▶ **Excerpted data**

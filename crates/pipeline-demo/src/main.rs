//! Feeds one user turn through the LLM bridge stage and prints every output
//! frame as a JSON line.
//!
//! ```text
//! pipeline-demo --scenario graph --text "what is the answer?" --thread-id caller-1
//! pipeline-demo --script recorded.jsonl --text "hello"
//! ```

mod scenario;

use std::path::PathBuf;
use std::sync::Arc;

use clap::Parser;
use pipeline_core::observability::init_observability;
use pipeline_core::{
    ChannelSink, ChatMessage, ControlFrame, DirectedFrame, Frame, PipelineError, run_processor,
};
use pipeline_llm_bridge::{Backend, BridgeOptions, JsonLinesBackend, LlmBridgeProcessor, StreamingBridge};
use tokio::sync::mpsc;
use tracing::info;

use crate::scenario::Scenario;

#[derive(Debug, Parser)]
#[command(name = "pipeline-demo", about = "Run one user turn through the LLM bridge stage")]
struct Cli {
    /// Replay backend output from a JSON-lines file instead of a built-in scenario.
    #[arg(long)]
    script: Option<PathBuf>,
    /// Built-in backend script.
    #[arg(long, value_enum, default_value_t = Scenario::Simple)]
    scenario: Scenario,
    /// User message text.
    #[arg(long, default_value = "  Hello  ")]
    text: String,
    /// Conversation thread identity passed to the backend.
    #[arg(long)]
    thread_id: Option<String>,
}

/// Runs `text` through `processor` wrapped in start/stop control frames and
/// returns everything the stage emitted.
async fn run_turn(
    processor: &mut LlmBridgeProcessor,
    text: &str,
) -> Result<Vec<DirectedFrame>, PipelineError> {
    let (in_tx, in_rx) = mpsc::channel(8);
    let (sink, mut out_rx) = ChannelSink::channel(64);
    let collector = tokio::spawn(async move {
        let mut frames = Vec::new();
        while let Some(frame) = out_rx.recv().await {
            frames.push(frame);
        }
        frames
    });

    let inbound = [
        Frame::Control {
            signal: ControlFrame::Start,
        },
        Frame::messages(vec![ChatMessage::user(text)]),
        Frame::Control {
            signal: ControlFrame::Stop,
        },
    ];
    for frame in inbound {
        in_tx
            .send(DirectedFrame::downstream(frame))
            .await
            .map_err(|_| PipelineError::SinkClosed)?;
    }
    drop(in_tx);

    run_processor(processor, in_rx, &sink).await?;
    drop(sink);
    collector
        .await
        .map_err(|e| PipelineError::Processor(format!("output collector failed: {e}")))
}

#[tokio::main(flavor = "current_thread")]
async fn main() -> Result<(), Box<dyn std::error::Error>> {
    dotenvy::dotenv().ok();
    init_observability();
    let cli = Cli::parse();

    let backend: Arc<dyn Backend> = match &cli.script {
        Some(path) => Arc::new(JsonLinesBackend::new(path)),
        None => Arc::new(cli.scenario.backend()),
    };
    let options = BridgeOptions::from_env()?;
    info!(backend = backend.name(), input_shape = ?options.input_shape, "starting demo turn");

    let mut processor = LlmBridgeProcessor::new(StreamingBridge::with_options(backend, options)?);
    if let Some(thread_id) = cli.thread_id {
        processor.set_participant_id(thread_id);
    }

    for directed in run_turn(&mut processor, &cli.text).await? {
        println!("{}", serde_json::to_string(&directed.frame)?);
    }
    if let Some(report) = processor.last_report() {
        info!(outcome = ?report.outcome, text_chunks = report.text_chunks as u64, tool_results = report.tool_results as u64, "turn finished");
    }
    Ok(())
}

---

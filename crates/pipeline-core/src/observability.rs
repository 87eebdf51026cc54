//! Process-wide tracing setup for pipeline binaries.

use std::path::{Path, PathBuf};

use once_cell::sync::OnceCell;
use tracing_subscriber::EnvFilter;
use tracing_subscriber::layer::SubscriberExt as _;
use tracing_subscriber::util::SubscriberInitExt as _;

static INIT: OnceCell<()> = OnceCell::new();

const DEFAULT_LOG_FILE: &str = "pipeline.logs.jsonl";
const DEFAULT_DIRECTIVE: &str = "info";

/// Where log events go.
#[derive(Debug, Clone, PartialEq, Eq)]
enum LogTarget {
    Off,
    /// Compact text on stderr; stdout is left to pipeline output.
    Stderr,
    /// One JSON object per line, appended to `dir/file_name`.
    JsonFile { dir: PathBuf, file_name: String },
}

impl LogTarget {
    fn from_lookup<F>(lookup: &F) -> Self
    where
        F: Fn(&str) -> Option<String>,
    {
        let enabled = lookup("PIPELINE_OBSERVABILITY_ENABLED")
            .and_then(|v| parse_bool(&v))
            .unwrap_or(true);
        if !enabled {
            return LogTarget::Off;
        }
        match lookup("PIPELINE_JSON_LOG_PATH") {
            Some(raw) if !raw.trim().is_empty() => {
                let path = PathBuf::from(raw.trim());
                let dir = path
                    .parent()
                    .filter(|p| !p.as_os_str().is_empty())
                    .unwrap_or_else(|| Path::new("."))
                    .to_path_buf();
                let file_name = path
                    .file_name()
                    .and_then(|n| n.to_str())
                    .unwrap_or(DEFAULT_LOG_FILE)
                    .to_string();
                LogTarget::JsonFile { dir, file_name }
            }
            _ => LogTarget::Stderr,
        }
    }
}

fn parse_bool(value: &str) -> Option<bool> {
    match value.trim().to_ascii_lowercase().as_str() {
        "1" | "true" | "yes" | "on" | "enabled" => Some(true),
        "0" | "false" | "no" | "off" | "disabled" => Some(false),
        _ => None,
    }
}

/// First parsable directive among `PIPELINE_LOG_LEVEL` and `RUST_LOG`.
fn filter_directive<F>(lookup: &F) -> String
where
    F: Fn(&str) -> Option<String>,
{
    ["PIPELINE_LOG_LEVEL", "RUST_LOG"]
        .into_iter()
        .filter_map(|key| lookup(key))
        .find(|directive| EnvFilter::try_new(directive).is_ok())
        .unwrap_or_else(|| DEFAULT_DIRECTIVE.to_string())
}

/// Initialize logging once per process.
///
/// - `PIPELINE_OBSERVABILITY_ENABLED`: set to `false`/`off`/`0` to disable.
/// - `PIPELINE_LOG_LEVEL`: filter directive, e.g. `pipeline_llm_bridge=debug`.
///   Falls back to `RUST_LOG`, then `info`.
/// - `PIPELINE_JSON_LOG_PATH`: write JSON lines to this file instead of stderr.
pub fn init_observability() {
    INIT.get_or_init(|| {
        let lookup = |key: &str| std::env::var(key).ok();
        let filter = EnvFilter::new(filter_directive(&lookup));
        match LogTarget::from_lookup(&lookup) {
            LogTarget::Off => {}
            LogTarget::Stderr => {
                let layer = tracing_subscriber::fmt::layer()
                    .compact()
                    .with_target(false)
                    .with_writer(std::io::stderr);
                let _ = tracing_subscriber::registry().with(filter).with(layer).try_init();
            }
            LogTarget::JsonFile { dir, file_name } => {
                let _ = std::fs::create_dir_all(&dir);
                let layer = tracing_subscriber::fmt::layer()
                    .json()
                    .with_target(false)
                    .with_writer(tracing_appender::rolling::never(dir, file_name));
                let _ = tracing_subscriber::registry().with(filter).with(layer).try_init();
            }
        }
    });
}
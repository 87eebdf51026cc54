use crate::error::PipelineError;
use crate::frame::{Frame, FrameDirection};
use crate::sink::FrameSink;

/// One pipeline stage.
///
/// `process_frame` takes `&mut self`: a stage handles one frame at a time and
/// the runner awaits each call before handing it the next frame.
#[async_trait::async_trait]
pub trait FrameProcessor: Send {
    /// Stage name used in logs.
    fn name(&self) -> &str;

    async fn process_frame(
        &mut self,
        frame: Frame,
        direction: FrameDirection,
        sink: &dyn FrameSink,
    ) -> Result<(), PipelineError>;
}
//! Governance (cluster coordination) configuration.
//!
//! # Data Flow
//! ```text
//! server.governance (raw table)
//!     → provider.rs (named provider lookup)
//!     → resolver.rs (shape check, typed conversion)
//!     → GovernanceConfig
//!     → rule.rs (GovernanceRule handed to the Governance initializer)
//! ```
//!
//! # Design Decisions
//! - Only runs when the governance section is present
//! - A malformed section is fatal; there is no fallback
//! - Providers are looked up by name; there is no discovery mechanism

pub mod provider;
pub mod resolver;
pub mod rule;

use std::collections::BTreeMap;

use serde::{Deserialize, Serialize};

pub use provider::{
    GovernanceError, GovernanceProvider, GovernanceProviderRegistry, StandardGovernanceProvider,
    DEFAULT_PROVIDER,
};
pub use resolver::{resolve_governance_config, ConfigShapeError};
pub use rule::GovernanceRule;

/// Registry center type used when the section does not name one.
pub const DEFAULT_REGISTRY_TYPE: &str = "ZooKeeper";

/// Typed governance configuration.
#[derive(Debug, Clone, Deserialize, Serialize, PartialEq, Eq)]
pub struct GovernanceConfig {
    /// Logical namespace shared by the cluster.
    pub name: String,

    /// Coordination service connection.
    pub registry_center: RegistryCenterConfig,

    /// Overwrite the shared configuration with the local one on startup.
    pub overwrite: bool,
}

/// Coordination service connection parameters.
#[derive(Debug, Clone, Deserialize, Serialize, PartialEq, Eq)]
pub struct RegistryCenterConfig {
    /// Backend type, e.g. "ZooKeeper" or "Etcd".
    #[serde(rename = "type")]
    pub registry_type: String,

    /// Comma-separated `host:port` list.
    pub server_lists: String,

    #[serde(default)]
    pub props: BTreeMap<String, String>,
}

==

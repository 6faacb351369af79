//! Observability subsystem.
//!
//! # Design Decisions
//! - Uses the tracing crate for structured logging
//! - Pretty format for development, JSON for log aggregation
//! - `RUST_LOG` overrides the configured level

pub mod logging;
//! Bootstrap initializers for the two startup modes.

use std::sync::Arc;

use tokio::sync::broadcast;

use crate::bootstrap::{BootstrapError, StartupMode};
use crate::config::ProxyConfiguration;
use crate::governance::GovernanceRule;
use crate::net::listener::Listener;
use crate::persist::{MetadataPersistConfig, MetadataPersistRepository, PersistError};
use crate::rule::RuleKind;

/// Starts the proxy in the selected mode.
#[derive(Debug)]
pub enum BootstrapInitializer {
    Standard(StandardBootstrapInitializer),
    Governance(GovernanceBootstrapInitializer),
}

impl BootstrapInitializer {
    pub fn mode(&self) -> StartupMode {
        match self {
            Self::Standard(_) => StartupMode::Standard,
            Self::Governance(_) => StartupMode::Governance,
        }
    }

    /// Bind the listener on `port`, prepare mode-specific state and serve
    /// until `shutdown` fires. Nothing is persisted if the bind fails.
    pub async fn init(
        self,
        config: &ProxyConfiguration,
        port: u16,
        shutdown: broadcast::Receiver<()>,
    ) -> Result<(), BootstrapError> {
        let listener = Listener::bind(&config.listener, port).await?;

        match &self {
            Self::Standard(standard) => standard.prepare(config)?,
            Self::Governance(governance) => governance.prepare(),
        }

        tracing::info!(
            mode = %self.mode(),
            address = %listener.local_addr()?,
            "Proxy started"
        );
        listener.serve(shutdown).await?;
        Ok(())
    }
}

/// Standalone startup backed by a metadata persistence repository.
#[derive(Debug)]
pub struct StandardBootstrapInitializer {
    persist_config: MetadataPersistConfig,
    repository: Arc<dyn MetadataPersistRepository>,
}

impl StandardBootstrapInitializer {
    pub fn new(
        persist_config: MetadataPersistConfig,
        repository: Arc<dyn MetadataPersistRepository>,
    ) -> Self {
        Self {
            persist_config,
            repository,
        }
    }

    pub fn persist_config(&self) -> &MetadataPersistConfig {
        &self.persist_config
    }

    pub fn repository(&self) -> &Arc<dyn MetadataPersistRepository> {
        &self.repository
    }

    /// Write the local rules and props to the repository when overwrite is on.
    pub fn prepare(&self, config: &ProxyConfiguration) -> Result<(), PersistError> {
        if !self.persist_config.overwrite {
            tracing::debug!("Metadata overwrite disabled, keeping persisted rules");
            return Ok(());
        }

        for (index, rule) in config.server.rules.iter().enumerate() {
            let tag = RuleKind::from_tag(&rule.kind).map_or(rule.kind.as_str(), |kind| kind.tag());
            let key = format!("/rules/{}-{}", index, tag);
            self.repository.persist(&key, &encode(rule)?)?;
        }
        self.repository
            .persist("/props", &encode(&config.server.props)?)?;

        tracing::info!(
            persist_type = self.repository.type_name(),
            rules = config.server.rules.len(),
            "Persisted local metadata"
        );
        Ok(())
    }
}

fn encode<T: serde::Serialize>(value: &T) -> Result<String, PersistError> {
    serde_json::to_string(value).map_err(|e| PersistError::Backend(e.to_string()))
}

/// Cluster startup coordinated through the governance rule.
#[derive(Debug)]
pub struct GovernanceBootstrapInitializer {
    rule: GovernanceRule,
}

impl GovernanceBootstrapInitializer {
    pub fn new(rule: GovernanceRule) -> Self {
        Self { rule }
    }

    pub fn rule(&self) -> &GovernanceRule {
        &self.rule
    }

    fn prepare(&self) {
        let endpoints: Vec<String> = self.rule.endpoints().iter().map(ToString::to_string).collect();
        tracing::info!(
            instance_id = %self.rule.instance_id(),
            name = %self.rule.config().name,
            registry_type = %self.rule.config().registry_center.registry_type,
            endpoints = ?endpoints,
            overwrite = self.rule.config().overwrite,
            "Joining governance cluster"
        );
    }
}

▶ **What the exercise asks**
List each line in the listing that contains the string "GovernanceConfig".

▶ **Solution for this exercise**
//!     → GovernanceConfig
pub struct GovernanceConfig {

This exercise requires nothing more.